● Exercise brief: Wherever a line below holds the word "insert", copy that line.

═════ Records ═════

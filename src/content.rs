//! Typed QR content and its wire formats.
//!
//! Each content kind formats to the exact payload string QR readers expect
//! (`WIFI:`, `mailto:`, `tel:`, `sms:`, vCard 3.0). Formatting is pure and
//! never fails: when a kind's mandatory field is empty the payload is `""`
//! and callers treat that as "nothing to encode".
//!
//! The inverse direction, [`analyze`], classifies a decoded payload back
//! into a kind with parsed details. It backs `scan --analyze`.

use serde::Serialize;
use serde_json::{Map, Value};

/// URL schemes that suppress the `https://` prefix.
const KNOWN_SCHEMES: [&str; 4] = ["http://", "https://", "ftp://", "ftps://"];

/// WiFi authentication type as encoded in the `T:` field.
#[derive(Debug, Clone, Copy, PartialEq, Eq, Default)]
pub enum WifiSecurity {
    #[default]
    Wpa,
    Wep,
    Open,
}

impl WifiSecurity {
    pub fn as_str(self) -> &'static str {
        match self {
            WifiSecurity::Wpa => "WPA",
            WifiSecurity::Wep => "WEP",
            WifiSecurity::Open => "",
        }
    }

    /// Case-insensitive parse; anything unrecognized means an open network.
    pub fn parse(s: &str) -> Self {
        match s.trim().to_ascii_uppercase().as_str() {
            "WPA" | "WPA2" | "WPA/WPA2" => WifiSecurity::Wpa,
            "WEP" => WifiSecurity::Wep,
            _ => WifiSecurity::Open,
        }
    }
}

/// A structured piece of content to encode.
#[derive(Debug, Clone, PartialEq, Eq)]
pub enum Content {
    Text {
        text: String,
    },
    Url {
        url: String,
    },
    Wifi {
        ssid: String,
        password: String,
        security: WifiSecurity,
        hidden: bool,
    },
    VCard {
        name: String,
        org: String,
        phone: String,
        email: String,
        url: String,
    },
    Email {
        to: String,
        subject: String,
        body: String,
    },
    Phone {
        number: String,
    },
    Sms {
        number: String,
        body: String,
    },
}

/// Prepend `https://` when the URL carries none of the known schemes.
/// Idempotent: already-schemed URLs pass through unchanged.
pub fn normalize_url(url: &str) -> String {
    let url = url.trim();
    if url.is_empty() {
        return String::new();
    }
    if KNOWN_SCHEMES.iter().any(|s| url.starts_with(s)) {
        url.to_string()
    } else {
        format!("https://{url}")
    }
}

impl Content {
    /// Format to the payload string. Returns `""` when the kind's mandatory
    /// field is empty after trimming.
    pub fn payload(&self) -> String {
        match self {
            Content::Text { text } => text.trim().to_string(),
            Content::Url { url } => normalize_url(url),
            Content::Wifi {
                ssid,
                password,
                security,
                hidden,
            } => {
                let ssid = ssid.trim();
                if ssid.is_empty() {
                    return String::new();
                }
                let hidden = if *hidden { "true" } else { "false" };
                format!(
                    "WIFI:T:{};S:{};P:{};H:{};",
                    security.as_str(),
                    ssid,
                    password.trim(),
                    hidden
                )
            }
            Content::VCard {
                name,
                org,
                phone,
                email,
                url,
            } => {
                let name = name.trim();
                if name.is_empty() {
                    return String::new();
                }
                let mut card = format!("BEGIN:VCARD\nVERSION:3.0\nFN:{name}\n");
                // Optional lines keep a fixed order for reader compatibility.
                for (tag, value) in [
                    ("ORG", org.trim()),
                    ("TEL", phone.trim()),
                    ("EMAIL", email.trim()),
                    ("URL", url.trim()),
                ] {
                    if !value.is_empty() {
                        card.push_str(&format!("{tag}:{value}\n"));
                    }
                }
                card.push_str("END:VCARD");
                card
            }
            Content::Email { to, subject, body } => {
                let to = to.trim();
                if to.is_empty() {
                    return String::new();
                }
                let mut out = format!("mailto:{to}");
                let mut params = Vec::new();
                if !subject.trim().is_empty() {
                    params.push(format!("subject={}", urlencoding::encode(subject.trim())));
                }
                if !body.trim().is_empty() {
                    params.push(format!("body={}", urlencoding::encode(body.trim())));
                }
                if !params.is_empty() {
                    out.push('?');
                    out.push_str(&params.join("&"));
                }
                out
            }
            Content::Phone { number } => {
                let number = number.trim();
                if number.is_empty() {
                    String::new()
                } else {
                    format!("tel:{number}")
                }
            }
            Content::Sms { number, body } => {
                let number = number.trim();
                if number.is_empty() {
                    return String::new();
                }
                let mut out = format!("sms:{number}");
                if !body.trim().is_empty() {
                    out.push_str(&format!("?body={}", urlencoding::encode(body.trim())));
                }
                out
            }
        }
    }
}

/// Classification of a decoded payload.
#[derive(Debug, Clone, Serialize)]
pub struct ContentAnalysis {
    pub content: String,
    #[serde(rename = "type")]
    pub kind: String,
    pub details: Value,
}

/// Classify a decoded payload by its leading marker and pull out the fields
/// a reader would care about. Anything unrecognized is plain text.
pub fn analyze(content: &str) -> ContentAnalysis {
    let mut details = Map::new();
    let kind;

    if content.starts_with("http://") || content.starts_with("https://") {
        kind = "url";
        details.insert("secure".into(), Value::Bool(content.starts_with("https://")));
        if let Some(rest) = content.splitn(2, "://").nth(1) {
            let (host, path) = match rest.find('/') {
                Some(i) => (&rest[..i], &rest[i..]),
                None => (rest, ""),
            };
            details.insert("domain".into(), Value::String(host.to_string()));
            details.insert("path".into(), Value::String(path.to_string()));
        }
    } else if let Some(rest) = content.strip_prefix("mailto:") {
        kind = "email";
        let email = rest.split('?').next().unwrap_or("");
        details.insert("email".into(), Value::String(email.to_string()));
    } else if let Some(rest) = content.strip_prefix("WIFI:") {
        kind = "wifi";
        for part in rest.split(';') {
            if let Some((key, value)) = part.split_once(':') {
                match key {
                    "S" => {
                        details.insert("ssid".into(), Value::String(value.to_string()));
                    }
                    "T" => {
                        details.insert("security".into(), Value::String(value.to_string()));
                    }
                    "P" => {
                        details.insert("password".into(), Value::String(value.to_string()));
                    }
                    "H" => {
                        details.insert("hidden".into(), Value::Bool(value.eq_ignore_ascii_case("true")));
                    }
                    _ => {}
                }
            }
        }
    } else if content.starts_with("BEGIN:VCARD") {
        kind = "vcard";
        for line in content.lines() {
            for (tag, field) in [
                ("FN:", "name"),
                ("ORG:", "organization"),
                ("TEL:", "phone"),
                ("EMAIL:", "email"),
            ] {
                if let Some(value) = line.strip_prefix(tag) {
                    details.insert(field.into(), Value::String(value.to_string()));
                }
            }
        }
    } else if let Some(rest) = content.strip_prefix("tel:") {
        kind = "phone";
        details.insert("number".into(), Value::String(rest.to_string()));
    } else if let Some(rest) = content.strip_prefix("sms:") {
        kind = "sms";
        let mut parts = rest.splitn(2, '?');
        let number = parts.next().unwrap_or("");
        details.insert("number".into(), Value::String(number.to_string()));
        if let Some(query) = parts.next() {
            if let Some(body) = query.strip_prefix("body=") {
                let decoded = urlencoding::decode(body)
                    .map(|s| s.into_owned())
                    .unwrap_or_else(|_| body.to_string());
                details.insert("message".into(), Value::String(decoded));
            }
        }
    } else {
        kind = "text";
    }

    ContentAnalysis {
        content: content.to_string(),
        kind: kind.to_string(),
        details: Value::Object(details),
    }
}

═════

● Response for this exercise:
        details.insert("secure".into(), Value::Bool(content.starts_with("https://")));
            details.insert("domain".into(), Value::String(host.to_string()));
            details.insert("path".into(), Value::String(path.to_string()));
        details.insert("email".into(), Value::String(email.to_string()));
                        details.insert("ssid".into(), Value::String(value.to_string()));
                        details.insert("security".into(), Value::String(value.to_string()));
                        details.insert("password".into(), Value::String(value.to_string()));
                        details.insert("hidden".into(), Value::Bool(value.eq_ignore_ascii_case("true")));
                    details.insert(field.into(), Value::String(value.to_string()));
        details.insert("number".into(), Value::String(rest.to_string()));
        details.insert("number".into(), Value::String(number.to_string()));
                details.insert("message".into(), Value::String(decoded));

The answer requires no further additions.